High-profile figures sign open letter calling on authorities to stamp out dealing in "white gold"

PUBLISHED : Saturday, 21 February, 2015, 8:20pm
UPDATED : Sunday, 22 February, 2015, 9:15am

British naturalist David Attenborough has joined some 70 other high-profile figures to urge Beijing to help bring the ivory trade to an end.

They have signed an open letter to President Xi Jinping, asking him to outlaw the trade and educate people "about the true deadly cost of ivory".

"The elephants of Africa are dying in their tens of thousands every year to provide ivory for misguided consumers in China and elsewhere. Without your help, they will continue to perish and be pushed towards extinction," the letter said, which includes signatures from 39 members of the British parliament and conservationist Richard Leakey.

"Now the world is looking to you, Mr President, and to your great country, to take action to end all ivory trade in China."

The plea comes as the pro-Beijing Hong Kong lawmaker Elizabeth Quat is lobbying for a complete ban on the mainland ivory trade.

Quat said her proposal had been met with considerable support and might be discussed at the National People's Congress parliamentary session in Beijing next month.

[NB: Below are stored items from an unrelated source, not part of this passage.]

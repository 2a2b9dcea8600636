//! Cross-process advisory locks backed by `<resource>.lock` files.
//!
//! A lock is taken by exclusively creating the lock file. Holders record
//! their pid, a creation time and a random token; a lock older than the
//! configured TTL is treated as abandoned and broken by the next acquirer.
//! There is no fencing: a holder that stalls past the TTL can still write
//! after its lock was broken.

use std::fs::{self, OpenOptions};
use std::io::{ErrorKind, Write};
use std::path::{Path, PathBuf};
use std::thread;
use std::time::{Duration, Instant, SystemTime};

use chrono::{DateTime, Utc};
use serde::{Deserialize, Serialize};
use tracing::{debug, warn};
use uuid::Uuid;

use crate::errors::LockError;

/// Suffix appended to a resource path to form its lock file.
pub const LOCK_SUFFIX: &str = ".lock";

/// Tuning for lock acquisition.
#[derive(Debug, Clone, Copy, PartialEq, Eq)]
pub struct LockOptions {
    /// Total time to keep retrying before giving up.
    pub timeout: Duration,
    /// Sleep between attempts while the lock is held.
    pub retry_interval: Duration,
    /// Age after which an existing lock is considered abandoned.
    pub stale_lock_ttl: Duration,
}

impl Default for LockOptions {
    fn default() -> Self {
        Self {
            timeout: Duration::from_secs(5),
            retry_interval: Duration::from_millis(50),
            stale_lock_ttl: Duration::from_secs(30),
        }
    }
}

/// Narrow locking interface so callers never depend on lock-file details.
pub trait LockManager: Send + Sync {
    /// Block until the lock protecting `resource` is held.
    fn acquire(&self, resource: &Path) -> Result<LockGuard, LockError>;
}

/// A held lock. Released on [`LockGuard::release`] or drop, whichever is first.
pub struct LockGuard {
    resource: PathBuf,
    release: Option<Box<dyn FnOnce() + Send>>,
}

impl LockGuard {
    pub fn new(resource: impl Into<PathBuf>, release: impl FnOnce() + Send + 'static) -> Self {
        Self {
            resource: resource.into(),
            release: Some(Box::new(release)),
        }
    }

    /// The resource this guard protects.
    pub fn resource(&self) -> &Path {
        &self.resource
    }

    /// Release the lock. Calling this more than once is a no-op.
    pub fn release(&mut self) {
        if let Some(release) = self.release.take() {
            release();
        }
    }

    pub fn is_released(&self) -> bool {
        self.release.is_none()
    }
}

impl Drop for LockGuard {
    fn drop(&mut self) {
        self.release();
    }
}

impl std::fmt::Debug for LockGuard {
    fn fmt(&self, f: &mut std::fmt::Formatter<'_>) -> std::fmt::Result {
        f.debug_struct("LockGuard")
            .field("resource", &self.resource)
            .field("released", &self.is_released())
            .finish()
    }
}

/// Lock manager that uses sibling `.lock` files.
#[derive(Debug, Clone, Default)]
pub struct FileLockManager {
    options: LockOptions,
}

impl FileLockManager {
    pub fn new(options: LockOptions) -> Self {
        Self { options }
    }

    pub fn options(&self) -> &LockOptions {
        &self.options
    }
}

impl LockManager for FileLockManager {
    fn acquire(&self, resource: &Path) -> Result<LockGuard, LockError> {
        acquire_lock(resource, &self.options)
    }
}

#[derive(Debug, Serialize, Deserialize)]
#[serde(rename_all = "camelCase")]
struct LockContents {
    pid: u32,
    created_at: DateTime<Utc>,
    token: Uuid,
}

enum ExistingLock {
    Held,
    Stale(Duration),
    Gone,
}

/// Path of the lock file guarding `resource`.
pub fn lock_path_for(resource: &Path) -> PathBuf {
    let mut name = resource.as_os_str().to_os_string();
    name.push(LOCK_SUFFIX);
    PathBuf::from(name)
}

/// Acquire the lock for `resource`, polling until `options.timeout` elapses.
pub fn acquire_lock(resource: &Path, options: &LockOptions) -> Result<LockGuard, LockError> {
    let lock_path = lock_path_for(resource);
    let started = Instant::now();

    loop {
        let token = Uuid::new_v4();
        match try_create(&lock_path, token) {
            Ok(()) => {
                debug!(lock = %lock_path.display(), "lock acquired");
                let release_path = lock_path.clone();
                return Ok(LockGuard::new(resource, move || {
                    release_lock(&release_path, token)
                }));
            }
            Err(e) if e.kind() == ErrorKind::AlreadyExists => {
                match inspect(&lock_path, options.stale_lock_ttl) {
                    ExistingLock::Gone => continue,
                    ExistingLock::Stale(age) => {
                        warn!(
                            lock = %lock_path.display(),
                            age_ms = age.as_millis() as u64,
                            "breaking stale lock"
                        );
                        if break_stale(&lock_path, options.stale_lock_ttl)? {
                            continue;
                        }
                    }
                    ExistingLock::Held => {}
                }
            }
            Err(e) if e.kind() == ErrorKind::NotFound => {
                // The directory vanished or does not exist yet; recreate and retry.
                if let Some(parent) = lock_path.parent() {
                    fs::create_dir_all(parent).map_err(|source| LockError::Io {
                        path: lock_path.clone(),
                        source,
                    })?;
                }
                debug!(lock = %lock_path.display(), "lock directory missing, retrying");
                if started.elapsed() < options.timeout {
                    continue;
                }
            }
            Err(source) => {
                return Err(LockError::Io {
                    path: lock_path,
                    source,
                });
            }
        }

        let waited = started.elapsed();
        if waited >= options.timeout {
            return Err(LockError::Timeout {
                path: resource.to_path_buf(),
                waited,
            });
        }
        thread::sleep(options.retry_interval.min(options.timeout - waited));
    }
}

fn try_create(lock_path: &Path, token: Uuid) -> std::io::Result<()> {
    let mut file = OpenOptions::new()
        .write(true)
        .create_new(true)
        .open(lock_path)?;

    let contents = LockContents {
        pid: std::process::id(),
        created_at: Utc::now(),
        token,
    };
    let written = serde_json::to_vec(&contents)
        .map_err(std::io::Error::other)
        .and_then(|bytes| file.write_all(&bytes));
    if let Err(e) = written {
        drop(file);
        let _ = fs::remove_file(lock_path);
        return Err(e);
    }
    Ok(())
}

/// Remove a lock that was judged stale, serialized through a sibling
/// `.break` file so two acquirers never break the same lock twice.
///
/// The lock is inspected again while the break file is held: an acquirer that
/// judged it stale may find a fresh lock taken by whoever broke it first.
/// Returns `false` when another acquirer is breaking the lock right now.
fn break_stale(lock_path: &Path, ttl: Duration) -> Result<bool, LockError> {
    let break_path = break_path_for(lock_path);
    match OpenOptions::new().write(true).create_new(true).open(&break_path) {
        Ok(_) => {}
        Err(e) if e.kind() == ErrorKind::AlreadyExists => {
            // A breaker that died mid-break must not wedge the lock forever.
            if mtime_age(&break_path).is_some_and(|age| age > ttl) {
                warn!(path = %break_path.display(), "removing abandoned break file");
                let _ = fs::remove_file(&break_path);
            }
            return Ok(false);
        }
        Err(source) => {
            return Err(LockError::Io {
                path: break_path,
                source,
            });
        }
    }

    let removed = match inspect(lock_path, ttl) {
        ExistingLock::Stale(_) => match fs::remove_file(lock_path) {
            Ok(()) => Ok(()),
            Err(e) if e.kind() == ErrorKind::NotFound => Ok(()),
            Err(source) => Err(LockError::Io {
                path: lock_path.to_path_buf(),
                source,
            }),
        },
        ExistingLock::Held => {
            debug!(lock = %lock_path.display(), "lock was renewed before it could be broken");
            Ok(())
        }
        ExistingLock::Gone => Ok(()),
    };
    if let Err(e) = fs::remove_file(&break_path) {
        if e.kind() != ErrorKind::NotFound {
            warn!(path = %break_path.display(), error = %e, "failed to remove break file");
        }
    }
    removed.map(|()| true)
}

fn break_path_for(lock_path: &Path) -> PathBuf {
    let mut name = lock_path.as_os_str().to_os_string();
    name.push(".break");
    PathBuf::from(name)
}

fn inspect(lock_path: &Path, ttl: Duration) -> ExistingLock {
    let age = match fs::read(lock_path) {
        Ok(bytes) => match serde_json::from_slice::<LockContents>(&bytes) {
            Ok(contents) => (Utc::now() - contents.created_at)
                .to_std()
                .unwrap_or(Duration::ZERO),
            // Holder is mid-write or the file is foreign; fall back to mtime.
            Err(_) => match mtime_age(lock_path) {
                Some(age) => age,
                None => return ExistingLock::Gone,
            },
        },
        Err(e) if e.kind() == ErrorKind::NotFound => return ExistingLock::Gone,
        Err(_) => return ExistingLock::Held,
    };

    if age > ttl {
        ExistingLock::Stale(age)
    } else {
        ExistingLock::Held
    }
}

fn mtime_age(path: &Path) -> Option<Duration> {
    let modified = fs::metadata(path).and_then(|m| m.modified()).ok()?;
    Some(
        SystemTime::now()
            .duration_since(modified)
            .unwrap_or(Duration::ZERO),
    )
}

fn release_lock(lock_path: &Path, token: Uuid) {
    // Only remove the file if it is still ours; a stale-lock breaker may have
    // replaced it in the meantime.
    let still_ours = fs::read(lock_path)
        .ok()
        .and_then(|bytes| serde_json::from_slice::<LockContents>(&bytes).ok())
        .is_some_and(|contents| contents.token == token);

    if !still_ours {
        debug!(lock = %lock_path.display(), "lock no longer held by us, skipping removal");
        return;
    }
    match fs::remove_file(lock_path) {
        Ok(()) => debug!(lock = %lock_path.display(), "lock released"),
        Err(e) if e.kind() == ErrorKind::NotFound => {}
        Err(e) => warn!(lock = %lock_path.display(), error = %e, "failed to remove lock file"),
    }
}
//! Configuration file support for hive.
//!
//! Settings live in `.hive/hive.toml`. Every key is optional; environment
//! variables override file values.
//!
//! # Configuration File Format
//!
//! ```toml
//! [locks]
//! timeout_ms = 5000
//! retry_interval_ms = 50
//! stale_ttl_ms = 30000
//!
//! [git]
//! command = "git"
//! branch_prefix = "hive"
//!
//! [merge]
//! strategy = "squash"
//! ```

use anyhow::{Context, Result};
use serde::{Deserialize, Serialize};
use std::path::Path;
use std::time::Duration;

use crate::storage::LockOptions;

/// File name of the configuration inside the hive directory.
pub const CONFIG_FILE: &str = "hive.toml";

/// How a finished task branch is integrated into the current branch.
#[derive(Debug, Clone, Copy, PartialEq, Eq, Default, Serialize, Deserialize)]
#[serde(rename_all = "lowercase")]
pub enum MergeStrategy {
    /// Non-fast-forward merge commit
    #[default]
    Merge,
    /// Squash all task commits into a single commit
    Squash,
    /// Replay task commits one by one (cherry-pick, oldest first)
    Rebase,
}

impl std::fmt::Display for MergeStrategy {
    fn fmt(&self, f: &mut std::fmt::Formatter<'_>) -> std::fmt::Result {
        match self {
            MergeStrategy::Merge => write!(f, "merge"),
            MergeStrategy::Squash => write!(f, "squash"),
            MergeStrategy::Rebase => write!(f, "rebase"),
        }
    }
}

impl std::str::FromStr for MergeStrategy {
    type Err = anyhow::Error;

    fn from_str(s: &str) -> Result<Self, Self::Err> {
        match s.to_lowercase().as_str() {
            "merge" => Ok(MergeStrategy::Merge),
            "squash" => Ok(MergeStrategy::Squash),
            "rebase" => Ok(MergeStrategy::Rebase),
            _ => anyhow::bail!(
                "Invalid merge strategy '{}'. Valid values: merge, squash, rebase",
                s
            ),
        }
    }
}

/// Lock file tuning.
#[derive(Debug, Clone, Serialize, Deserialize)]
pub struct LocksSection {
    #[serde(default = "default_lock_timeout_ms")]
    pub timeout_ms: u64,
    #[serde(default = "default_retry_interval_ms")]
    pub retry_interval_ms: u64,
    #[serde(default = "default_stale_ttl_ms")]
    pub stale_ttl_ms: u64,
}

fn default_lock_timeout_ms() -> u64 {
    5_000
}

fn default_retry_interval_ms() -> u64 {
    50
}

fn default_stale_ttl_ms() -> u64 {
    30_000
}

impl Default for LocksSection {
    fn default() -> Self {
        Self {
            timeout_ms: default_lock_timeout_ms(),
            retry_interval_ms: default_retry_interval_ms(),
            stale_ttl_ms: default_stale_ttl_ms(),
        }
    }
}

/// Git executable settings.
#[derive(Debug, Clone, Default, Serialize, Deserialize)]
pub struct GitSection {
    /// Git executable (default: "git")
    #[serde(default)]
    pub command: Option<String>,
    /// Prefix for task branches (default: "hive")
    #[serde(default)]
    pub branch_prefix: Option<String>,
}

/// Merge settings.
#[derive(Debug, Clone, Default, Serialize, Deserialize)]
pub struct MergeSection {
    #[serde(default)]
    pub strategy: MergeStrategy,
}

/// Contents of `.hive/hive.toml`.
#[derive(Debug, Clone, Default, Serialize, Deserialize)]
pub struct HiveToml {
    #[serde(default)]
    pub locks: LocksSection,
    #[serde(default)]
    pub git: GitSection,
    #[serde(default)]
    pub merge: MergeSection,
}

impl HiveToml {
    /// Load configuration from a TOML file.
    pub fn load(path: &Path) -> Result<Self> {
        let content = std::fs::read_to_string(path)
            .with_context(|| format!("Failed to read config file: {}", path.display()))?;
        Self::parse(&content)
    }

    /// Parse configuration from a TOML string.
    pub fn parse(content: &str) -> Result<Self> {
        toml::from_str(content).context("Failed to parse hive.toml")
    }

    /// Load `hive.toml` from the hive directory, or defaults if absent.
    pub fn load_or_default(hive_dir: &Path) -> Result<Self> {
        let config_path = hive_dir.join(CONFIG_FILE);
        if config_path.exists() {
            Self::load(&config_path)
        } else {
            Ok(Self::default())
        }
    }

    /// Save configuration to a TOML file.
    pub fn save(&self, path: &Path) -> Result<()> {
        let content = toml::to_string_pretty(self).context("Failed to serialize hive.toml")?;
        std::fs::write(path, content)
            .with_context(|| format!("Failed to write config file: {}", path.display()))?;
        Ok(())
    }

    /// Lock options, with `HIVE_LOCK_TIMEOUT_MS` overriding the file timeout.
    pub fn lock_options(&self) -> LockOptions {
        let timeout_ms = std::env::var("HIVE_LOCK_TIMEOUT_MS")
            .ok()
            .and_then(|v| v.parse().ok())
            .unwrap_or(self.locks.timeout_ms);
        LockOptions {
            timeout: Duration::from_millis(timeout_ms),
            retry_interval: Duration::from_millis(self.locks.retry_interval_ms.max(1)),
            stale_lock_ttl: Duration::from_millis(self.locks.stale_ttl_ms),
        }
    }

    /// Git executable; `HIVE_GIT_CMD` overrides the file value.
    pub fn git_cmd(&self) -> String {
        std::env::var("HIVE_GIT_CMD")
            .ok()
            .or_else(|| self.git.command.clone())
            .unwrap_or_else(|| "git".to_string())
    }

    pub fn branch_prefix(&self) -> String {
        self.git
            .branch_prefix
            .clone()
            .unwrap_or_else(|| "hive".to_string())
    }

    pub fn merge_strategy(&self) -> MergeStrategy {
        self.merge.strategy
    }
}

China is considered the world's largest consumer market for ivory, with the precious "white gold" viewed by many as a status symbol.

Increasing wealth on the mainland has led to an increase in elephant poaching, which activists fear could leave the species extinct in the wild within the next decade.

Visiting Hong Kong earlier this month, Kenyan-born Leakey acknowledged that ivory carving had a long tradition in China and suggested education was key to re-evaluating its place in society.

"I think traditional values is an argument you can't ignore, but which tradition has a permanence?

"I would have thought with the internet and social media today everyone is forced to change," said the 70-year-old.

"Ignorance is what is making ivory valuable. Traditions on the role of women have changed and are changing rapidly.

"The same traditions apply when we talk about ivory," he said.